### GOAL OF THE EXERCISE
Below are the entries to work from; restate word for word the portion that opens with the line containing "tar container reader." and closes with the line containing "impl<R: ReadAt> TarReader<R>", keeping both.

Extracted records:
────

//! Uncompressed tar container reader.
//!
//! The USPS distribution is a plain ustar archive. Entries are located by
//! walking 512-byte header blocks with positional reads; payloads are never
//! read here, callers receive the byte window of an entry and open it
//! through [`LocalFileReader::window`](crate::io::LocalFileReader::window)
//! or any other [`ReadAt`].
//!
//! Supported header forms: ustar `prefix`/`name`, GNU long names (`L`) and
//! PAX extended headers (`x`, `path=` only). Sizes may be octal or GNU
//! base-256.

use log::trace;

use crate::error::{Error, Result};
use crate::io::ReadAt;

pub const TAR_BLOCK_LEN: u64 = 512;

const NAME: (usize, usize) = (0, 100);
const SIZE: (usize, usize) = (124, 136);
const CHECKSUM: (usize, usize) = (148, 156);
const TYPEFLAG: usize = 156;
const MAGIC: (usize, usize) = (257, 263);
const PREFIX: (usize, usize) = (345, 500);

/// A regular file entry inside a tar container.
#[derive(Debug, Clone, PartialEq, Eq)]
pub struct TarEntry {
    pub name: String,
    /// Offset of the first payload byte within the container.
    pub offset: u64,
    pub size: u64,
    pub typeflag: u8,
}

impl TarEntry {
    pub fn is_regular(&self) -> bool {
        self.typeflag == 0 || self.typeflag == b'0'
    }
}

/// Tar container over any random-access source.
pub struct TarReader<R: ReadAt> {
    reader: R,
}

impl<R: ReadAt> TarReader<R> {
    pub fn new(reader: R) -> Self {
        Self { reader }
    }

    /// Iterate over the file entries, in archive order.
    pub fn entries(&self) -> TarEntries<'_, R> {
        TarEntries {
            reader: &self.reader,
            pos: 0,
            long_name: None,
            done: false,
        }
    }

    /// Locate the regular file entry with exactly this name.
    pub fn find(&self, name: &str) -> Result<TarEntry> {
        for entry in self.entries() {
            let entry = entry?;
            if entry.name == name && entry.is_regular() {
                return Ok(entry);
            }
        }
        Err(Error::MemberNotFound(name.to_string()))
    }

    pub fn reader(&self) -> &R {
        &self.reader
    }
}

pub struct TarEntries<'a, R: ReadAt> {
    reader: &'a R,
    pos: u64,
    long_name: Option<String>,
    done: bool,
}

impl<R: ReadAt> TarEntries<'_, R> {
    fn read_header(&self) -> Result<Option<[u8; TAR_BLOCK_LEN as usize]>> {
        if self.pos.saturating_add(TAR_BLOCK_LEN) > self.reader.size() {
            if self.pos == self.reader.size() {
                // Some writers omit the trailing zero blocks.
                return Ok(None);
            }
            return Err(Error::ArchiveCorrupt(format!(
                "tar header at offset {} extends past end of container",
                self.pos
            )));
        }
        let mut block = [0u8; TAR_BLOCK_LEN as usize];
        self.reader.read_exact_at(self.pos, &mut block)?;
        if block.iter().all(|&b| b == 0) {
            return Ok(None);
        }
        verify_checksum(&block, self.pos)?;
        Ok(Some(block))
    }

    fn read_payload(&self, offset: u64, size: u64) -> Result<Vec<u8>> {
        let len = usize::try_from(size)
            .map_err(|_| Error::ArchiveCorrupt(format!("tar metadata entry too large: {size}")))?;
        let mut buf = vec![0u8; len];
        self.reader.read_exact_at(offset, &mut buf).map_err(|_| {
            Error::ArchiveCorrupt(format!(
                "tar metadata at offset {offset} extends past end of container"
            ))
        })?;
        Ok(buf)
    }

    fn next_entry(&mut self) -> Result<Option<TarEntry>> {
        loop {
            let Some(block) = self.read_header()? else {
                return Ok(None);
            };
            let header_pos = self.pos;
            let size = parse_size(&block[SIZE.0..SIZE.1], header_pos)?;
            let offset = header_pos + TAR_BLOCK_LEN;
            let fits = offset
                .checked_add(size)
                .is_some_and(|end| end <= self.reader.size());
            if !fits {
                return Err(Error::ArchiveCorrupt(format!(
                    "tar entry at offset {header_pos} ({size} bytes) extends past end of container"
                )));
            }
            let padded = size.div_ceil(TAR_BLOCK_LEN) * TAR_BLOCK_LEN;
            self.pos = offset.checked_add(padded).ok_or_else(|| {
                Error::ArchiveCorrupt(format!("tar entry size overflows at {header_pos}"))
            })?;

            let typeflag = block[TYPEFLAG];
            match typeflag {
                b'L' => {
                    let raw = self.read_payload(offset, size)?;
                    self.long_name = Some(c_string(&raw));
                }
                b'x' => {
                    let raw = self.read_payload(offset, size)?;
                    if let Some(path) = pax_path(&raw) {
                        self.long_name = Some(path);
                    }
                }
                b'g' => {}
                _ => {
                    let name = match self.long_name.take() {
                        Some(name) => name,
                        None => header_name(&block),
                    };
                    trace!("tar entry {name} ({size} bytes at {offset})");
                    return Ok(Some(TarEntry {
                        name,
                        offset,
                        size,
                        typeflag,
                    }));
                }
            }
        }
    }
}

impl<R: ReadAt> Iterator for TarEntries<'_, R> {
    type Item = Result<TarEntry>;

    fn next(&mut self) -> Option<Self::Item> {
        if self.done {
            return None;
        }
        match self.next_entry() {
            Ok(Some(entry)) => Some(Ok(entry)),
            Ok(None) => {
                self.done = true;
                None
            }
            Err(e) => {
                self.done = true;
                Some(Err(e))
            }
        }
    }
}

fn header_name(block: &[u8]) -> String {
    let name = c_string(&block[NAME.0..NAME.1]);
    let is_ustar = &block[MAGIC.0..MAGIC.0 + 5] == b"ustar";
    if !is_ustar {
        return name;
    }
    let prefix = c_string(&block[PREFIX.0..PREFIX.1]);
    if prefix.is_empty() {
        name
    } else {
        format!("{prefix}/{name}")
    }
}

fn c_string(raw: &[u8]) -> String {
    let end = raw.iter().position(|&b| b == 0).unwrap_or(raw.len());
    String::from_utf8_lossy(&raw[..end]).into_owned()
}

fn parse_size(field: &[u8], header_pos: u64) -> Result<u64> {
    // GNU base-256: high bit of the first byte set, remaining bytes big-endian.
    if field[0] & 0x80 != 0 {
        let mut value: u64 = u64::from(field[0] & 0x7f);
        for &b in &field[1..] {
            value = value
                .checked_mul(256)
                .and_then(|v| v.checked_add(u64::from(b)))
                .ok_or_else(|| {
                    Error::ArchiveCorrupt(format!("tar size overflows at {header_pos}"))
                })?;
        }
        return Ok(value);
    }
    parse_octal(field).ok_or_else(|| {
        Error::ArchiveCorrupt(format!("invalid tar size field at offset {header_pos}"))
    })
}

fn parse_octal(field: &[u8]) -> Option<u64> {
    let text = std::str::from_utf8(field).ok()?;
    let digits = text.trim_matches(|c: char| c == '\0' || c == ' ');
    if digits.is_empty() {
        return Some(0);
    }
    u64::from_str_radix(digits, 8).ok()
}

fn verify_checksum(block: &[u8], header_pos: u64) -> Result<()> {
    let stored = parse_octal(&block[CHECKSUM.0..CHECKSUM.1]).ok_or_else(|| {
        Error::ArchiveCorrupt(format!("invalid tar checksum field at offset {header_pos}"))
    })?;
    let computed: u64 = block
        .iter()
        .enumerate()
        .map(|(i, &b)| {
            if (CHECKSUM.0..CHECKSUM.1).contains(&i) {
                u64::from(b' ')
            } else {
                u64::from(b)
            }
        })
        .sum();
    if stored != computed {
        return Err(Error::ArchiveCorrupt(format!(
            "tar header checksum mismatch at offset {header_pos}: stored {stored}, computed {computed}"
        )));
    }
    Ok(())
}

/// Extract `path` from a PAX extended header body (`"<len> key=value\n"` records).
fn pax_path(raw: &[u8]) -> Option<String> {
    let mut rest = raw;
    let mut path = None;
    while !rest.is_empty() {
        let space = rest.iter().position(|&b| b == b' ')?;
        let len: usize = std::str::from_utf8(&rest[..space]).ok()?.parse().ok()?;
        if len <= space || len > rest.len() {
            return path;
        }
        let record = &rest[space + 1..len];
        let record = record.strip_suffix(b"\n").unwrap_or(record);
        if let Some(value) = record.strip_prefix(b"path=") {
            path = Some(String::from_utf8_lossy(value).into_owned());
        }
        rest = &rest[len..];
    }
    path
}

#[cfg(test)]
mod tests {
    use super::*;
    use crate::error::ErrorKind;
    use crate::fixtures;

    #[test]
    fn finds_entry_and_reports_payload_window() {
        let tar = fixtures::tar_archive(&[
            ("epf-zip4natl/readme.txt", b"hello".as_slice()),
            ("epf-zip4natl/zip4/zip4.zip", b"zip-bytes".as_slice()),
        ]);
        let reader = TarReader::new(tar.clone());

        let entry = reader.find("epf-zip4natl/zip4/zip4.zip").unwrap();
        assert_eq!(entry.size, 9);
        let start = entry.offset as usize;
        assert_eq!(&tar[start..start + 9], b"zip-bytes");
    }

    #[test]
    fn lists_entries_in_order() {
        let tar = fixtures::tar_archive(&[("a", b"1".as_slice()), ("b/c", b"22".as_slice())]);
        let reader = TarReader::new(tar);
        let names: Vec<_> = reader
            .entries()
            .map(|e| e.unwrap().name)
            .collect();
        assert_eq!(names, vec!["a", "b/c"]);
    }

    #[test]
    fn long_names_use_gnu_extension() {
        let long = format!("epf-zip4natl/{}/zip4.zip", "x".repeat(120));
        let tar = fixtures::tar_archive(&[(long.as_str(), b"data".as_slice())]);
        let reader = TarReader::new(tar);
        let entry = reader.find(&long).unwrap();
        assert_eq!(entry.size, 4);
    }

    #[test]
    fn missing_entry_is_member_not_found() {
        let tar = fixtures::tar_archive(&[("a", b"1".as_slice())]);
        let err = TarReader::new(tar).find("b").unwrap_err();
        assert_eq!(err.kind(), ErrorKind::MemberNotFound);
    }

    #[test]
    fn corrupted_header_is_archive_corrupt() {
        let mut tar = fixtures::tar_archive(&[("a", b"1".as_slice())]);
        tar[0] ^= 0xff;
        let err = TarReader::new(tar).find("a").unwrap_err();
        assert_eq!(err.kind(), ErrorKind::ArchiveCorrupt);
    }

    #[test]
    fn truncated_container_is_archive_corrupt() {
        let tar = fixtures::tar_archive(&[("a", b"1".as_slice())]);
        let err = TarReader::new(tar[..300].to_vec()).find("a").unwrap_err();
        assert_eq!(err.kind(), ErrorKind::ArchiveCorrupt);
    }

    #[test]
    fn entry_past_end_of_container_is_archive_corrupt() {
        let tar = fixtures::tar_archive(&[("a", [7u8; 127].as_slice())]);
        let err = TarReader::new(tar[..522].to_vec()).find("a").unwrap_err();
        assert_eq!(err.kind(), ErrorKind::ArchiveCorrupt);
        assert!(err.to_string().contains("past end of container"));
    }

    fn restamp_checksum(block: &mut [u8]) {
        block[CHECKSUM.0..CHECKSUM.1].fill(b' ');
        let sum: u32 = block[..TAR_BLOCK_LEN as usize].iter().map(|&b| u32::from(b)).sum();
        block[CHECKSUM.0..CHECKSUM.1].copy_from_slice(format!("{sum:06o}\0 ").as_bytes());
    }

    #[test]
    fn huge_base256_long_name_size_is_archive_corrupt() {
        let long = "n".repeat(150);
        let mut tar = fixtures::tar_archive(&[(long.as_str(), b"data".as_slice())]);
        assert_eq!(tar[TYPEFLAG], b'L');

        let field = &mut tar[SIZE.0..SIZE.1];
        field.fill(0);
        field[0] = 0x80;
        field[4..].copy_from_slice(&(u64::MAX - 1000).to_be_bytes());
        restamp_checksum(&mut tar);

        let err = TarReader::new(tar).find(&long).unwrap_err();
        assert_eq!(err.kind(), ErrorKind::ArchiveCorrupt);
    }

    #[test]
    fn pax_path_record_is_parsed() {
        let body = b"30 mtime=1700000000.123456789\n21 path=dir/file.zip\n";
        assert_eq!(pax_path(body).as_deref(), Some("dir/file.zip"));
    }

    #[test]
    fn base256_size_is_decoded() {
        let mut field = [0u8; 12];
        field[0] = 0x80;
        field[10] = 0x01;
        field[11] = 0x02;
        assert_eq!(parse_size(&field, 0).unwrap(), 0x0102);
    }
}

────

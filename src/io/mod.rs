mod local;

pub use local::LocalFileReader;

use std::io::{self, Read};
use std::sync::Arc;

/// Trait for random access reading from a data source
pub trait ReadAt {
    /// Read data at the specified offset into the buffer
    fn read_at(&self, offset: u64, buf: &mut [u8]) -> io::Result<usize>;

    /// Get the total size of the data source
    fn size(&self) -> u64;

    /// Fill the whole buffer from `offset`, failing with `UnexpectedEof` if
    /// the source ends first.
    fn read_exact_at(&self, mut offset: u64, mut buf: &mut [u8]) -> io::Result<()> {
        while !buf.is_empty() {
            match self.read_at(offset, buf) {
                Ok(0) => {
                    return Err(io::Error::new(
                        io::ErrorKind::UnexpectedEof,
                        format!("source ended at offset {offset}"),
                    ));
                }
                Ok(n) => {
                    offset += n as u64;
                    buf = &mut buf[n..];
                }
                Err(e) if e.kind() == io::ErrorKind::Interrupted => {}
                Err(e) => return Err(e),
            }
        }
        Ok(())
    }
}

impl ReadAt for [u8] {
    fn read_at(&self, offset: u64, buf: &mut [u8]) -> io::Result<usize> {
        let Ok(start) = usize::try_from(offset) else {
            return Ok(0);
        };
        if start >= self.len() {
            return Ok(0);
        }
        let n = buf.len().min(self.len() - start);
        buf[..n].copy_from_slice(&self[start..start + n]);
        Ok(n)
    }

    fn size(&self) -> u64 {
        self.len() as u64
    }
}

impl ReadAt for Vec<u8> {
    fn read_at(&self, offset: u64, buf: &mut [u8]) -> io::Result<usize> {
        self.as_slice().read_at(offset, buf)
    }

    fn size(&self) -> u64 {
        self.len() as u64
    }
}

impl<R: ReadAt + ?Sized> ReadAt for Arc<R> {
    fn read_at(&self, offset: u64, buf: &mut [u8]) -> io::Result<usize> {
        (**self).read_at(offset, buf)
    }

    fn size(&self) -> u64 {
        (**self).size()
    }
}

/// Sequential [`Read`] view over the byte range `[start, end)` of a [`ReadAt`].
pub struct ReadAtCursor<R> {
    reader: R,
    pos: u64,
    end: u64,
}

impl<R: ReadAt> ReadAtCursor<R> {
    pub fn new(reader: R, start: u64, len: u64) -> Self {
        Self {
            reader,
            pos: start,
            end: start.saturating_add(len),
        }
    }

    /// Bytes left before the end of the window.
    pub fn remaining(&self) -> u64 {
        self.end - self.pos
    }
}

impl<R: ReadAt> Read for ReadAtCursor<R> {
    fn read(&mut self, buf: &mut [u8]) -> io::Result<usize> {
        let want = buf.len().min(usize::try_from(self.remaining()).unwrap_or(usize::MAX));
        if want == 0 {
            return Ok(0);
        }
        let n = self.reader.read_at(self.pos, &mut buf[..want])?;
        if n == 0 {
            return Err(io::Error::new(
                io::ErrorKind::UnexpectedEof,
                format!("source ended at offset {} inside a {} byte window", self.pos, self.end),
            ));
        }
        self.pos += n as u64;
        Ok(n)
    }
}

────

### OUTPUT FOR THIS EXERCISE
//! Uncompressed tar container reader.
//!
//! The USPS distribution is a plain ustar archive. Entries are located by
//! walking 512-byte header blocks with positional reads; payloads are never
//! read here, callers receive the byte window of an entry and open it
//! through [`LocalFileReader::window`](crate::io::LocalFileReader::window)
//! or any other [`ReadAt`].
//!
//! Supported header forms: ustar `prefix`/`name`, GNU long names (`L`) and
//! PAX extended headers (`x`, `path=` only). Sizes may be octal or GNU
//! base-256.

use log::trace;

use crate::error::{Error, Result};
use crate::io::ReadAt;

pub const TAR_BLOCK_LEN: u64 = 512;

const NAME: (usize, usize) = (0, 100);
const SIZE: (usize, usize) = (124, 136);
const CHECKSUM: (usize, usize) = (148, 156);
const TYPEFLAG: usize = 156;
const MAGIC: (usize, usize) = (257, 263);
const PREFIX: (usize, usize) = (345, 500);

/// A regular file entry inside a tar container.
#[derive(Debug, Clone, PartialEq, Eq)]
pub struct TarEntry {
    pub name: String,
    /// Offset of the first payload byte within the container.
    pub offset: u64,
    pub size: u64,
    pub typeflag: u8,
}

impl TarEntry {
    pub fn is_regular(&self) -> bool {
        self.typeflag == 0 || self.typeflag == b'0'
    }
}

/// Tar container over any random-access source.
pub struct TarReader<R: ReadAt> {
    reader: R,
}

impl<R: ReadAt> TarReader<R> {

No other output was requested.